The security vulnerability which seemingly led to an AirDrop crack by a Chinese state institute has been known to Apple since at least 2019, according to a new report.

Some new details are also emerging about how China is able to obtain the phone numbers and email addresses of people transferring files via AirDrop …

Why China wanted to crack AirDrop

AirDrop is only intended to share the name of your phone (which you can set to anything you like). Your Apple ID should not be disclosed, nor the contact information associated with it – namely, your phone number and email address.

This security has made it a safe way for anti-government activists to distribute information censored on the Internet. It was, for example, widely used in Hong Kong to pass on the dates, times, and locations of upcoming protests. Chinese authorities want to identify those who distribute anti-government materials.

The Chinese AirDrop crack

Bloomberg yesterday reported that a state-backed institute had cracked AirDrop encryption, revealing the identities of those sending files.

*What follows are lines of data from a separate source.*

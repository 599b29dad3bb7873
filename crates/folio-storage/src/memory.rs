//! In-memory storage backend for testing.
//!
//! This backend stores all rows in a `BTreeMap` behind a `RwLock`. It is not
//! persistent — all data is lost when the process exits. Use this for unit
//! tests, integration tests, and throwaway dev servers where you need a real
//! backend without touching disk.

use std::collections::BTreeMap;
use std::sync::Arc;
use std::sync::atomic::{AtomicBool, Ordering};

use tokio::sync::RwLock;

use crate::{DocumentBackend, StorageError};

/// An in-memory document backend backed by a `BTreeMap`.
///
/// Thread-safe and async-compatible. Clones share the same rows and the same
/// closed flag, so closing one clone closes them all.
///
/// # Examples
///
/// ```
/// # use folio_storage::{MemoryBackend, DocumentBackend};
/// # #[tokio::main]
/// # async fn main() {
/// let backend = MemoryBackend::new();
/// backend.store(1, "{}").await.unwrap();
/// let val = backend.load(1).await.unwrap();
/// assert_eq!(val.as_deref(), Some("{}"));
/// # }
/// ```
#[derive(Debug, Clone)]
pub struct MemoryBackend {
    rows: Arc<RwLock<BTreeMap<i64, String>>>,
    closed: Arc<AtomicBool>,
}

impl MemoryBackend {
    /// Create a new empty in-memory backend.
    #[must_use]
    pub fn new() -> Self {
        Self {
            rows: Arc::new(RwLock::new(BTreeMap::new())),
            closed: Arc::new(AtomicBool::new(false)),
        }
    }

    fn ensure_open(&self) -> Result<(), StorageError> {
        if self.closed.load(Ordering::Acquire) {
            return Err(StorageError::Closed);
        }
        Ok(())
    }
}

impl Default for MemoryBackend {
    fn default() -> Self {
        Self::new()
    }
}

#[async_trait::async_trait]
impl DocumentBackend for MemoryBackend {
    async fn migrate(&self) -> Result<(), StorageError> {
        self.ensure_open()
    }

    async fn load(&self, id: i64) -> Result<Option<String>, StorageError> {
        self.ensure_open()?;
        let rows = self.rows.read().await;
        Ok(rows.get(&id).cloned())
    }

    async fn insert_if_absent(&self, id: i64, data: &str) -> Result<bool, StorageError> {
        self.ensure_open()?;
        let mut rows = self.rows.write().await;
        if rows.contains_key(&id) {
            return Ok(false);
        }
        rows.insert(id, data.to_owned());
        Ok(true)
    }

    async fn store(&self, id: i64, data: &str) -> Result<(), StorageError> {
        self.ensure_open()?;
        let mut rows = self.rows.write().await;
        rows.insert(id, data.to_owned());
        Ok(())
    }

    async fn count(&self) -> Result<u64, StorageError> {
        self.ensure_open()?;
        let rows = self.rows.read().await;
        Ok(rows.len() as u64)
    }

    async fn close(&self) {
        self.closed.store(true, Ordering::Release);
    }

    fn is_closed(&self) -> bool {
        self.closed.load(Ordering::Acquire)
    }
}
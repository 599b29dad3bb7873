//! Portfolio document routes: `/api/portfolio`, `/api/ventures/{slug}`
//!
//! Reading is public and never fails. Replacing requires the admin password
//! in the request body alongside the full new document.

use std::sync::Arc;

use axum::extract::rejection::JsonRejection;
use axum::extract::{Path, State};
use axum::routing::get;
use axum::{Json, Router};
use serde::{Deserialize, Serialize};

use folio_core::content::Venture;
use folio_core::document::PortfolioDocument;

use crate::error::AppError;
use crate::state::AppState;

/// Build the portfolio router.
pub fn router() -> Router<Arc<AppState>> {
    Router::new()
        .route("/api/portfolio", get(get_portfolio).post(replace_portfolio))
        .route("/api/ventures/{slug}", get(get_venture))
}

// ── Request / Response types ─────────────────────────────────────────

#[derive(Debug, Deserialize)]
pub struct ReplaceRequest {
    pub password: Option<String>,
    pub data: Option<serde_json::Value>,
}

#[derive(Debug, Serialize)]
pub struct SuccessResponse {
    pub success: bool,
}

// ── Handlers ─────────────────────────────────────────────────────────

/// Return the current document.
async fn get_portfolio(State(state): State<Arc<AppState>>) -> Json<PortfolioDocument> {
    Json(state.content.get_document().await)
}

/// Replace the whole document.
async fn replace_portfolio(
    State(state): State<Arc<AppState>>,
    body: Result<Json<ReplaceRequest>, JsonRejection>,
) -> Result<Json<SuccessResponse>, AppError> {
    let Json(body) = body?;

    let Some(data) = body.data else {
        return Err(AppError::BadRequest(
            "request body must include a non-null `data` document".to_owned(),
        ));
    };

    state
        .content
        .replace_document(body.password.as_deref(), PortfolioDocument::new(data))
        .await?;

    Ok(Json(SuccessResponse { success: true }))
}

/// Return one venture by its route slug.
async fn get_venture(
    State(state): State<Arc<AppState>>,
    Path(slug): Path<String>,
) -> Result<Json<Venture>, AppError> {
    state
        .content
        .venture(&slug)
        .await
        .map(Json)
        .ok_or_else(|| AppError::NotFound(format!("no venture at '/{slug}'")))
}
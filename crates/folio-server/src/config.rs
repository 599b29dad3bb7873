//! Server configuration for Folio.
//!
//! Loads configuration from environment variables with sensible defaults.
//! `main` loads a `.env` file first (if present), so every setting can live
//! there during development.

use std::fmt;
use std::net::SocketAddr;
use std::path::PathBuf;

/// Default port, matching what the site has always been served on.
pub const DEFAULT_PORT: u16 = 3000;

/// Server configuration.
#[derive(Clone)]
pub struct ServerConfig {
    /// Address to bind the HTTP listener to.
    pub bind_addr: SocketAddr,
    /// Storage backend type.
    pub storage_backend: StorageBackendType,
    /// Admin secret guarding writes. `None` disables editing entirely.
    pub admin_password: Option<String>,
    /// Directory holding the built single-page app.
    pub static_dir: PathBuf,
    /// Log level filter (e.g., `info`, `debug`, `warn`).
    pub log_level: String,
}

/// Supported storage backend types.
#[derive(Clone, PartialEq, Eq)]
pub enum StorageBackendType {
    /// In-memory (development only, edits lost on restart).
    Memory,
    /// SQLite database file.
    Sqlite { path: PathBuf },
    /// PostgreSQL database.
    Postgres { url: String },
}

impl fmt::Debug for StorageBackendType {
    fn fmt(&self, f: &mut fmt::Formatter<'_>) -> fmt::Result {
        match self {
            Self::Memory => f.write_str("Memory"),
            Self::Sqlite { path } => f.debug_struct("Sqlite").field("path", path).finish(),
            Self::Postgres { .. } => f
                .debug_struct("Postgres")
                .field("url", &"[redacted]")
                .finish(),
        }
    }
}

impl fmt::Debug for ServerConfig {
    fn fmt(&self, f: &mut fmt::Formatter<'_>) -> fmt::Result {
        f.debug_struct("ServerConfig")
            .field("bind_addr", &self.bind_addr)
            .field("storage_backend", &self.storage_backend)
            .field("admin_password", &self.admin_password.as_ref().map(|_| "[redacted]"))
            .field("static_dir", &self.static_dir)
            .field("log_level", &self.log_level)
            .finish()
    }
}

impl ServerConfig {
    /// Load configuration from environment variables.
    ///
    /// Environment variables:
    /// - `PORT` — port to bind on, on all interfaces (default: `3000`)
    /// - `FOLIO_BIND_ADDR` — full bind address (overrides `PORT`)
    /// - `FOLIO_STORAGE` — `sqlite`, `postgres`, or `memory` (default: `sqlite`)
    /// - `FOLIO_DATABASE_PATH` — SQLite file (default: `./portfolio.db`)
    /// - `DATABASE_URL` — PostgreSQL connection string (when `FOLIO_STORAGE=postgres`)
    /// - `ADMIN_PASSWORD` — admin secret; unset or empty disables editing
    /// - `FOLIO_STATIC_DIR` — built SPA directory (default: `./dist`)
    /// - `FOLIO_LOG_LEVEL` — log filter when `RUST_LOG` is unset (default: `info`)
    #[must_use]
    pub fn from_env() -> Self {
        Self::from_lookup(|key| std::env::var(key).ok())
    }

    /// Build configuration from an arbitrary variable lookup.
    #[must_use]
    pub fn from_lookup(lookup: impl Fn(&str) -> Option<String>) -> Self {
        let default_addr = SocketAddr::from(([0, 0, 0, 0], DEFAULT_PORT));

        // Priority: FOLIO_BIND_ADDR > PORT > default 0.0.0.0:3000
        let bind_addr = if let Some(addr) = lookup("FOLIO_BIND_ADDR") {
            addr.parse().unwrap_or(default_addr)
        } else if let Some(port_str) = lookup("PORT") {
            let port: u16 = port_str.parse().unwrap_or(DEFAULT_PORT);
            SocketAddr::from(([0, 0, 0, 0], port))
        } else {
            default_addr
        };

        let storage_backend = match lookup("FOLIO_STORAGE")
            .unwrap_or_else(|| "sqlite".to_owned())
            .to_lowercase()
            .as_str()
        {
            "memory" => StorageBackendType::Memory,
            "postgres" | "postgresql" => {
                let url = lookup("DATABASE_URL")
                    .unwrap_or_else(|| "postgres://localhost/folio".to_owned());
                StorageBackendType::Postgres { url }
            }
            _ => StorageBackendType::Sqlite {
                path: lookup("FOLIO_DATABASE_PATH")
                    .map_or_else(|| PathBuf::from("./portfolio.db"), PathBuf::from),
            },
        };

        let admin_password = lookup("ADMIN_PASSWORD").filter(|p| !p.is_empty());

        let static_dir = lookup("FOLIO_STATIC_DIR")
            .map_or_else(|| PathBuf::from("./dist"), PathBuf::from);

        let log_level = lookup("FOLIO_LOG_LEVEL").unwrap_or_else(|| "info".to_owned());

        Self {
            bind_addr,
            storage_backend,
            admin_password,
            static_dir,
            log_level,
        }
    }
}
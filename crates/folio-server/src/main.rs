//! Folio server entry point.
//!
//! Opens the storage backend, seeds the portfolio document, and starts the
//! Axum HTTP server with graceful shutdown. The document store is closed
//! once the server has drained.

use std::sync::Arc;

use anyhow::Context;
use tokio::net::TcpListener;
use tracing::{error, info, warn};

use folio_core::guard::AccessGuard;
use folio_core::service::ContentService;
use folio_core::store::DocumentStore;
use folio_storage::{DocumentBackend, MemoryBackend};

use folio_server::app::build_router;
use folio_server::config::{ServerConfig, StorageBackendType};
use folio_server::state::AppState;

#[tokio::main]
async fn main() -> anyhow::Result<()> {
    // A missing .env file is normal in production.
    let dotenv = dotenvy::dotenv();

    let config = ServerConfig::from_env();

    // Initialize structured logging.
    tracing_subscriber::fmt()
        .with_env_filter(
            tracing_subscriber::EnvFilter::try_from_default_env()
                .unwrap_or_else(|_| tracing_subscriber::EnvFilter::new(&config.log_level)),
        )
        .json()
        .init();

    if let Ok(path) = dotenv {
        info!(path = %path.display(), "loaded environment file");
    }

    info!(
        storage = ?config.storage_backend,
        editing_enabled = config.admin_password.is_some(),
        "Folio starting"
    );
    if config.admin_password.is_none() {
        warn!("ADMIN_PASSWORD is not set, all edits will be rejected");
    }

    let content = Arc::new(build_content_service(&config).await?);
    check_static_dir(&config);

    let state = Arc::new(AppState::new(
        Arc::clone(&content),
        config.static_dir.clone(),
    ));
    let app = build_router(state);

    // Bind and serve.
    let listener = TcpListener::bind(config.bind_addr)
        .await
        .with_context(|| format!("failed to bind to {}", config.bind_addr))?;

    info!(addr = %config.bind_addr, "Folio server listening");

    axum::serve(listener, app)
        .with_graceful_shutdown(shutdown_signal())
        .await
        .context("server error")?;

    content.shutdown().await;
    info!("Folio server stopped");
    Ok(())
}

/// Open the configured backend and seed it.
///
/// A backend that cannot be opened or initialized does not stop the server:
/// the site keeps serving the built-in document and edits fail until the
/// storage problem is fixed and the server restarted.
async fn build_content_service(config: &ServerConfig) -> anyhow::Result<ContentService> {
    let store = match open_backend(&config.storage_backend).await? {
        Ok(backend) => DocumentStore::new(backend),
        Err(e) => {
            error!(error = %e, "failed to open storage, serving built-in document read-only");
            DocumentStore::detached(e.to_string())
        }
    };

    let service = ContentService::new(store, AccessGuard::new(config.admin_password.clone()));

    match service.initialize().await {
        Ok(true) => info!("storage initialized with built-in document"),
        Ok(false) => info!("storage initialized"),
        Err(e) => error!(error = %e, "storage initialization failed"),
    }

    Ok(service)
}

/// The outer `Result` is a configuration error (backend not compiled in);
/// the inner one is a runtime storage failure.
async fn open_backend(
    backend: &StorageBackendType,
) -> anyhow::Result<Result<Arc<dyn DocumentBackend>, folio_storage::StorageError>> {
    Ok(match backend {
        StorageBackendType::Memory => {
            info!("using in-memory storage (edits will not persist)");
            Ok(Arc::new(MemoryBackend::new()) as Arc<dyn DocumentBackend>)
        }
        #[cfg(feature = "sqlite-backend")]
        StorageBackendType::Sqlite { path } => {
            info!(path = %path.display(), "using SQLite storage");
            folio_storage::SqliteBackend::open(path)
                .await
                .map(|b| Arc::new(b) as Arc<dyn DocumentBackend>)
        }
        #[cfg(not(feature = "sqlite-backend"))]
        StorageBackendType::Sqlite { .. } => {
            anyhow::bail!("SQLite backend requested but feature 'sqlite-backend' is not enabled");
        }
        #[cfg(feature = "postgres-backend")]
        StorageBackendType::Postgres { url } => {
            info!(url = %"[redacted]", "using PostgreSQL storage");
            folio_storage::PostgresBackend::connect(url)
                .await
                .map(|b| Arc::new(b) as Arc<dyn DocumentBackend>)
        }
        #[cfg(not(feature = "postgres-backend"))]
        StorageBackendType::Postgres { .. } => {
            anyhow::bail!("PostgreSQL backend requested but feature 'postgres-backend' is not enabled");
        }
    })
}

fn check_static_dir(config: &ServerConfig) {
    let dir = &config.static_dir;
    if !dir.is_dir() {
        warn!(path = %dir.display(), "static directory not found, only the API will respond");
    } else if !dir.join("index.html").is_file() {
        warn!(path = %dir.display(), "index.html not found in static directory");
    } else {
        info!(path = %dir.display(), "serving single-page app");
    }
}

/// Wait for SIGINT or SIGTERM.
async fn shutdown_signal() {
    let ctrl_c = async {
        tokio::signal::ctrl_c().await.ok();
    };

    #[cfg(unix)]
    let terminate = async {
        if let Ok(mut sig) =
            tokio::signal::unix::signal(tokio::signal::unix::SignalKind::terminate())
        {
            sig.recv().await;
        }
    };

    #[cfg(not(unix))]
    let terminate = std::future::pending::<()>();

    tokio::select! {
        () = ctrl_c => {},
        () = terminate => {},
    }

    info!("shutdown signal received, stopping server");
}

Macworld was able to replicate part of what it suspects was done.

We launched the console on our Mac and AirDropped a file to it from an iPhone, discovering from the console log data that the “sharingd” process is responsible for AirDrop. This contains a dedicated sub-process called “AirDrop,” but several other sub-processes were also active during the file transfer. We found the name of our iPhone in one of the sub-processes, along with the strength of the Bluetooth signal.

The “AirDrop” sub-process actually stores the hash values for the email and phone number belonging to the contacted iPhone (see screenshot), but we were unable to access the plain text.

While the site didn’t manage to crack the hashes, it doesn’t seem much of a stretch to believe that China was able to do so.

Although they are stored as hash values, they are fairly easy to decipher: the phone number consists only of digits and is easy to decode using a brute-force attack. For emails, attackers guess the usual alias structures, then search for possible matches in dictionaries and databases of leaked emails.

Apple has known about this vulnerability since 2019

The report says that security researchers have long warned Apple about the risks of encoding phone numbers and email addresses in this way, and sending them to the receiving device. These warnings date back to at least 2019.

One of them was Alexander Heinrich at TU Darmstadt, who back in 2021 told Apple:

We discovered two design flaws in the underlying protocol that allow attackers to learn the phone numbers and email addresses of both sender and receiver devices.

He says that Apple responded to him while developing iOS 16, but seemingly didn’t fix the issue.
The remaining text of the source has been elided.